Мы все рассмеялись. Потом Олимпий серьезно добавил:
— Я не уверен, что с точки зрения закона ты имеешь право использовать это имя. В Риме очень строгие правила…
— Я царица Египта! — прервала его я, срываясь на крик. — Пропади пропадом Рим со всеми его законами! Гай Юлий Цезарь — отец моего ребенка, и сын получит его имя!
— Успокойся, — вмешалась Ирас. — Конечно, он получит его имя. Как же иначе?
— Значит, ты заставишь его признать ребенка, — вскликнул Олимпий, и на сей раз в его голосе звучало восхищение. — Ты устроишь ему испытание именем.
Надо же, мой друг так меня и не понял. Возможно, выбранное имя и впрямь послужит для выяснения подлинных чувств Цезаря, но я просто хотела, чтобы сын носил имя своего отца.
— Цезарь не подведет меня, — тихо сказала я и, поцеловав детскую макушку, добавила: — Не подведет его.
Но на самом деле слова Олимпия заронили в мою душу страх. Я знала, что в Риме отец должен официально признать ребенка. Сделает ли это Цезарь?
Следующие несколько дней были наполнены безмерным счастьем, если это емкое, но простое слово вообще способно передать то блаженное восторженное состояние, близкое к экстазу, в котором я пребывала. Я чувствовала себя легкой, как соколиное перышко, и не только потому, что теперь мое чрево освободилось от бремени. Меня несказанно воодушевляла мистическая связь, по-прежнему соединявшая меня и младенца. Ребенок уже жил сам по себе, был отдельной личностью, но вместе с тем оставался — и навсегда должен остаться — частью меня.
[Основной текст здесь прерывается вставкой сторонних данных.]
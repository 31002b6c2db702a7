//! Translation log: the bridge from CNF literals back to AST nodes.
//!
//! While translating with logging enabled, the translator appends one
//! record per formula node that produced a non-constant circuit value, and
//! one record per populated cell of each freshly translated expression.
//! Each record carries the binding environment in force at that point, so
//! a literal can be traced to "this subformula, with these quantified
//! variables ground to these tuples". Formulas that collapsed to a
//! constant are kept in side lists, letting the proof layer tell a
//! trivially true conjunct from one the refutation exercised.

use crate::ast::visitor::Node;
use crate::ast::Formula;
use crate::instance::Bounds;

use super::environment::EnvSnapshot;

/// One translation event.
#[derive(Clone, Debug)]
pub struct TranslationRecord {
    /// The AST node that produced the literal.
    pub node: Node,
    /// The literal: a signed circuit label.
    pub literal: i32,
    /// Bindings of the enclosing quantified variables when the literal was
    /// produced.
    pub env: EnvSnapshot,
}

/// Append-only log of translation events, in visitation order.
#[derive(Clone, Debug, Default)]
pub struct TranslationLog {
    records: Vec<TranslationRecord>,
    roots: Vec<Formula>,
    bounds: Option<Bounds>,
    true_formulas: Vec<Formula>,
    false_formulas: Vec<Formula>,
}

impl TranslationLog {
    /// An empty log.
    pub fn new() -> Self {
        Self::default()
    }

    /// Appends a record.
    pub fn record(&mut self, node: Node, literal: i32, env: EnvSnapshot) {
        self.records.push(TranslationRecord { node, literal, env });
    }

    /// Notes a formula whose translation reduced to a constant.
    pub fn record_constant(&mut self, formula: Formula, value: bool) {
        if value {
            self.true_formulas.push(formula);
        } else {
            self.false_formulas.push(formula);
        }
    }

    /// Sets the top-level conjuncts of the translated formula.
    pub fn set_roots(&mut self, roots: Vec<Formula>) {
        self.roots = roots;
    }

    /// Sets the bounds the translation ran against.
    pub fn set_bounds(&mut self, bounds: Bounds) {
        self.bounds = Some(bounds);
    }

    /// The top-level conjuncts.
    pub fn roots(&self) -> &[Formula] {
        &self.roots
    }

    /// The bounds, when recorded.
    pub fn bounds(&self) -> Option<&Bounds> {
        self.bounds.as_ref()
    }

    /// Formulas whose translation was constant TRUE.
    pub fn true_formulas(&self) -> &[Formula] {
        &self.true_formulas
    }

    /// Formulas whose translation was constant FALSE.
    pub fn false_formulas(&self) -> &[Formula] {
        &self.false_formulas
    }

    /// Replays the records in visitation order.
    pub fn replay(&self) -> impl Iterator<Item = &TranslationRecord> {
        self.records.iter()
    }

    /// Replays only the records whose literal's variable satisfies the
    /// given filter.
    pub fn replay_filtered<'a, F>(&'a self, mut filter: F) -> impl Iterator<Item = &'a TranslationRecord>
    where
        F: FnMut(&TranslationRecord) -> bool + 'a,
    {
        self.records.iter().filter(move |r| filter(r))
    }

    /// Number of records.
    pub fn len(&self) -> usize {
        self.records.len()
    }

    /// True if nothing was logged.
    pub fn is_empty(&self) -> bool {
        self.records.is_empty()
    }
}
Я держала его на руках, баюкала и ощущала уверенность в том, что больше никогда не останусь одна.
Разумеется, рассудком я понимала, что не права, что мы с сыном — не одно и то же и что ни один человек на свете не в состоянии полностью избавить другого от одиночества. Тем не менее таково было мое тогдашнее состояние. Рядом с сыном я чувствовала полноту жизни.
Олимпий не одобрял моего стремления постоянно возиться с малышом: он говорил, что это не подобает царице и ребенку нужно завести няню. Я пообещала, что в ближайшее время так и сделаю. Однако первые несколько недель, пока мне приходилось лишь гадать, где находится Цезарь и что он делает, я проводила с ребенком много часов. Мне нужно было видеть сына рядом, держать его на руках.